Giant panda cub Xiao Qi Ji (left) and his mother Mei Xiang enjoy food at Xiao Qi Ji's first birthday party at the Smithsonian's National Zoo and Conservation Biology Institute in Washington on Saturday. [Photo by Zhao Huanxin/China Daily]
Among the visitors was Karen Wille, who works for Pandas International, a US nonprofit organization, who said she has visited pandas in China eight times.
"They're just amazing, magical animals that have captured the hearts of so many," she said. "It inspires people to learn about conservation, and also to help protect other animals as well."
The National Zoo has cooperated with China to study, care for and save the giant panda for nearly half a century.
Xiao Qi Ji is the fourth surviving cub born at the zoo in more than four decades since the first pair, Ling Ling and Hsing Hsing, arrived in April 1972, weeks after then-US president Richard Nixon's historic China visit.

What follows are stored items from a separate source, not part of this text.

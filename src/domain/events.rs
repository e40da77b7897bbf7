//! Domain Events
//!
//! Event definitions for the account ledger. Events are immutable facts;
//! the closed set below is the only thing the log ever stores. A transfer
//! is not an event type of its own: it is a withdrawal on the source and a
//! deposit on the destination, committed in one atomic batch.

use chrono::{DateTime, Utc};
use rust_decimal::Decimal;
use serde::{Deserialize, Serialize};
use uuid::Uuid;

/// Aggregate type tag carried by every envelope.
pub const ACCOUNT_AGGREGATE: &str = "account";

/// Kind of ledger account.
#[derive(Debug, Clone, Copy, PartialEq, Eq, Serialize, Deserialize)]
#[serde(rename_all = "lowercase")]
pub enum AccountType {
    Checking,
    Savings,
}

impl std::fmt::Display for AccountType {
    fn fmt(&self, f: &mut std::fmt::Formatter<'_>) -> std::fmt::Result {
        match self {
            AccountType::Checking => write!(f, "checking"),
            AccountType::Savings => write!(f, "savings"),
        }
    }
}

impl std::str::FromStr for AccountType {
    type Err = String;

    fn from_str(s: &str) -> Result<Self, Self::Err> {
        match s {
            "checking" => Ok(AccountType::Checking),
            "savings" => Ok(AccountType::Savings),
            other => Err(format!("unknown account type '{other}'")),
        }
    }
}

/// Account events
///
/// Adjacent tagging puts the variant name under `event_type` and the fields
/// under `payload`, which is exactly the wire layout of a stored event.
#[derive(Debug, Clone, PartialEq, Serialize, Deserialize)]
#[serde(tag = "event_type", content = "payload")]
pub enum AccountEvent {
    /// Account was opened with an initial (possibly zero) balance
    AccountOpened {
        holder: String,
        account_type: AccountType,
        opening_balance: Decimal,
        #[serde(with = "chrono::serde::ts_milliseconds")]
        created_at: DateTime<Utc>,
    },

    /// Funds were deposited (balance increased)
    FundsDeposited { amount: Decimal },

    /// Funds were withdrawn (balance decreased)
    FundsWithdrawn { amount: Decimal },

    /// Account was closed; no further operations succeed
    AccountClosed,
}

impl AccountEvent {
    /// Get the event type as a string
    pub fn event_type(&self) -> &'static str {
        match self {
            AccountEvent::AccountOpened { .. } => "AccountOpened",
            AccountEvent::FundsDeposited { .. } => "FundsDeposited",
            AccountEvent::FundsWithdrawn { .. } => "FundsWithdrawn",
            AccountEvent::AccountClosed => "AccountClosed",
        }
    }

    /// The amount this event moves, if any
    pub fn amount(&self) -> Option<Decimal> {
        match self {
            AccountEvent::AccountOpened {
                opening_balance, ..
            } => Some(*opening_balance),
            AccountEvent::FundsDeposited { amount } => Some(*amount),
            AccountEvent::FundsWithdrawn { amount } => Some(*amount),
            AccountEvent::AccountClosed => None,
        }
    }
}

/// The stored form of an event: identity, stream position and payload.
///
/// Field declaration order is the canonical wire order; `event` flattens to
/// the trailing `event_type` and `payload` keys.
#[derive(Debug, Clone, PartialEq, Serialize, Deserialize)]
pub struct EventEnvelope {
    pub event_id: Uuid,
    #[serde(with = "chrono::serde::ts_milliseconds")]
    pub timestamp: DateTime<Utc>,
    pub aggregate_id: Uuid,
    pub aggregate_type: String,
    pub version: i64,
    #[serde(flatten)]
    pub event: AccountEvent,
}

impl EventEnvelope {
    /// Wrap an account event at the given stream position with a fresh id.
    pub fn for_account(aggregate_id: Uuid, version: i64, event: AccountEvent) -> Self {
        Self {
            event_id: Uuid::new_v4(),
            timestamp: now_millis(),
            aggregate_id,
            aggregate_type: ACCOUNT_AGGREGATE.to_string(),
            version,
            event,
        }
    }

    /// Get the event type tag without serializing.
    pub fn event_type(&self) -> &'static str {
        self.event.event_type()
    }
}

/// Current instant truncated to millisecond precision, the resolution the
/// wire format carries. Constructing at this precision keeps encode/decode
/// round trips exact.
pub fn now_millis() -> DateTime<Utc> {
    let now = Utc::now();
    DateTime::<Utc>::from_timestamp_millis(now.timestamp_millis()).unwrap_or(now)
}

Over the next 20 years, that pair produced five cubs, but none survived more than a few days.
The arrival of Mei Xiang and Tian Tian in 2000 changed the situation. Since 2005, Mei Xiang, age 23 now, has given birth to four surviving cubs.
In China, the number of giant pandas has increased from 1,100 in the wild 40 years ago to more than 1,800 now. The species is no longer listed as "endangered".